Log Analytics Workspace Insights

Статия
09/11/2024

Log Analytics Workspace Insights provides comprehensive monitoring of your workspaces through a unified view of your workspace usage, performance, health, agent, queries, and change log. This article helps you understand how to onboard and use Log Analytics Workspace Insights.

Permissions required

You need Microsoft.OperationalInsights/workspaces/read permissions to the Log Analytics workspace whose insights you want to see, as provided by the Log Analytics Reader built-in role, for example..
To run the additional usage queries, you need */read permissions, as provided by the Log Analytics Reader built-in role, for example.

Overview of your Log Analytics workspaces

When you access Log Analytics Workspace Insights through Azure Monitor Insights, the At scale perspective is shown. Here you can:

See how your workspaces are spread across the globe.
Review their retention.
See color-coded capping and license details.
Choose a workspace to see its insights.

To start Log Analytics Workspace Insights at scale:

Sign in to the Azure portal.
Select Monitor from the left pane in the Azure portal.
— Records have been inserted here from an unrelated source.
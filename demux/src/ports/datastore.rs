//! The Handler's capability set onto the datastore.
//!
//! Concrete implementations (a SQL pool, a KV store, ...) live outside this
//! crate. The core opens exactly one transaction per block, applies
//! updaters through it, writes the new [`IndexState`] through it, and
//! commits or rolls it back as a unit.

use async_trait::async_trait;

use crate::error::HandlerError;
use crate::types::{BlockNumber, IndexState};

/// Everything the Action Handler needs from the datastore.
///
/// `Tx` is the adapter's transaction handle (a SQL transaction, a KV batch,
/// ...); `Context<'a>` is whatever query/mutation surface the adapter wants
/// to expose to updater and effect function bodies, scoped to a live `Tx`.
/// Neither type is interpreted by the core.
#[async_trait]
pub trait DatastoreAdapter: Send + Sync + 'static {
    /// A handle to an open, uncommitted transaction.
    type Tx: Send;

    /// The read/write surface updater functions are given, borrowed from an
    /// open transaction.
    type Context<'a>
    where
        Self: 'a;

    /// The read-only surface effect functions are given. Effects never see
    /// `Tx` — they have no access to the datastore transaction.
    type EffectContext: Send + Sync;

    async fn begin_transaction(&self) -> Result<Self::Tx, HandlerError>;
    async fn commit(&self, tx: Self::Tx) -> Result<(), HandlerError>;
    async fn rollback(&self, tx: Self::Tx) -> Result<(), HandlerError>;

    async fn read_index_state(&self, tx: &mut Self::Tx) -> Result<Option<IndexState>, HandlerError>;
    async fn write_index_state(
        &self,
        tx: &mut Self::Tx,
        state: IndexState,
    ) -> Result<(), HandlerError>;

    /// Build the updater-facing context for a live transaction.
    fn context<'a>(&'a self, tx: &'a mut Self::Tx) -> Self::Context<'a>;

    /// Build the effect-facing read-only context. Does not borrow a
    /// transaction: effects run after commit, outside the ingestion lane.
    fn effect_context(&self) -> Self::EffectContext;

    /// Restore derived state to the snapshot as of block `target - 1` and
    /// set `IndexState` accordingly. The core mandates only the post-state
    /// contract (`IndexState.block_number <= target - 1` on return), not the
    /// mechanism: implementations may use reverse migrations, a
    /// schema-snapshot restore, or anything else that gets there.
    async fn rollback_to(&self, target: BlockNumber) -> Result<(), HandlerError>;
}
Under the Insights Hub section, select Log Analytics Workspace Insights.

View insights for a Log Analytics workspace

You can use insights in the context of a specific workspace to display rich data and analytics of the workspace performance, usage, health, agents, queries, and changes.
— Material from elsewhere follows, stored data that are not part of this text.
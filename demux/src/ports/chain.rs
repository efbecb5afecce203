//! The Reader's capability set onto the chain.
//!
//! Concrete implementations (an RPC client for a specific chain) live
//! outside this crate; the core only ever calls through this trait.

use async_trait::async_trait;

use crate::error::ReaderError;
use crate::types::{Block, BlockNumber};

/// Everything the Action Reader needs from the chain.
#[async_trait]
pub trait ChainAdapter: Send + Sync + 'static {
    /// The chain's current head block number.
    async fn get_head_block_number(&self) -> Result<BlockNumber, ReaderError>;

    /// The chain's last-irreversible-block number, if the chain exposes one.
    ///
    /// `Ok(None)` means the chain has no LIB concept; callers with
    /// `only_irreversible = true` configured against such a chain get no
    /// blocks (the Reader treats an absent LIB as "nothing is irreversible
    /// yet").
    async fn get_irreversible_block_number(&self) -> Result<Option<BlockNumber>, ReaderError> {
        Ok(None)
    }

    /// Fetch the block at height `n`. `Ok(None)` means the chain does not
    /// yet have a block at that height (distinct from `BlockNotFound`, which
    /// is for a height the chain previously reported and can no longer
    /// produce — an inconsistency, not a race with chain growth).
    async fn get_block(&self, n: BlockNumber) -> Result<Option<Block>, ReaderError>;
}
To access Log Analytics Workspace Insights:

Open Log Analytics Workspace Insights from Azure Monitor (as previously explained).
Select a workspace to drill into.

Or use these steps:

In the Azure portal, select Log Analytics Workspaces.
Choose a Log Analytics workspace.
Under Monitoring, select Insights on the workspace menu.

The data is organized in tabs. The time range on top defaults to 24 hours and applies to all tabs. Some charts and tables use a different time range, as indicated in their titles.

Overview tab

On the Overview tab, you can see:

Main statistics and settings:
- The monthly ingestion volume of the workspace.
- How many machines sent heartbeats. That is, the machines that are connected to this workspace in the selected time range.
- Machines that haven't sent heartbeats in the last hour in the selected time range.
- The data retention period set.
- The daily cap set and how much data was already ingested on the recent day.
Top five tables: Charts that analyze the five most-ingested tables over the past month:
- The volume of data ingested to each table.
- The daily ingestion to each of them to visually display spikes or dips.
- Ingestion anomalies: A list of identified spikes and dips in ingestion to these tables.

Usage tab

This tab provides a dashboard display.

Usage dashboard

This tab provides information on the workspace's usage. The dashboard subtab shows ingestion data displayed in tables. It defaults to the five most-ingested tables in the selected time range. These same tables are displayed on the Overview page. Use the Workspace Tables dropdown to choose which tables to display.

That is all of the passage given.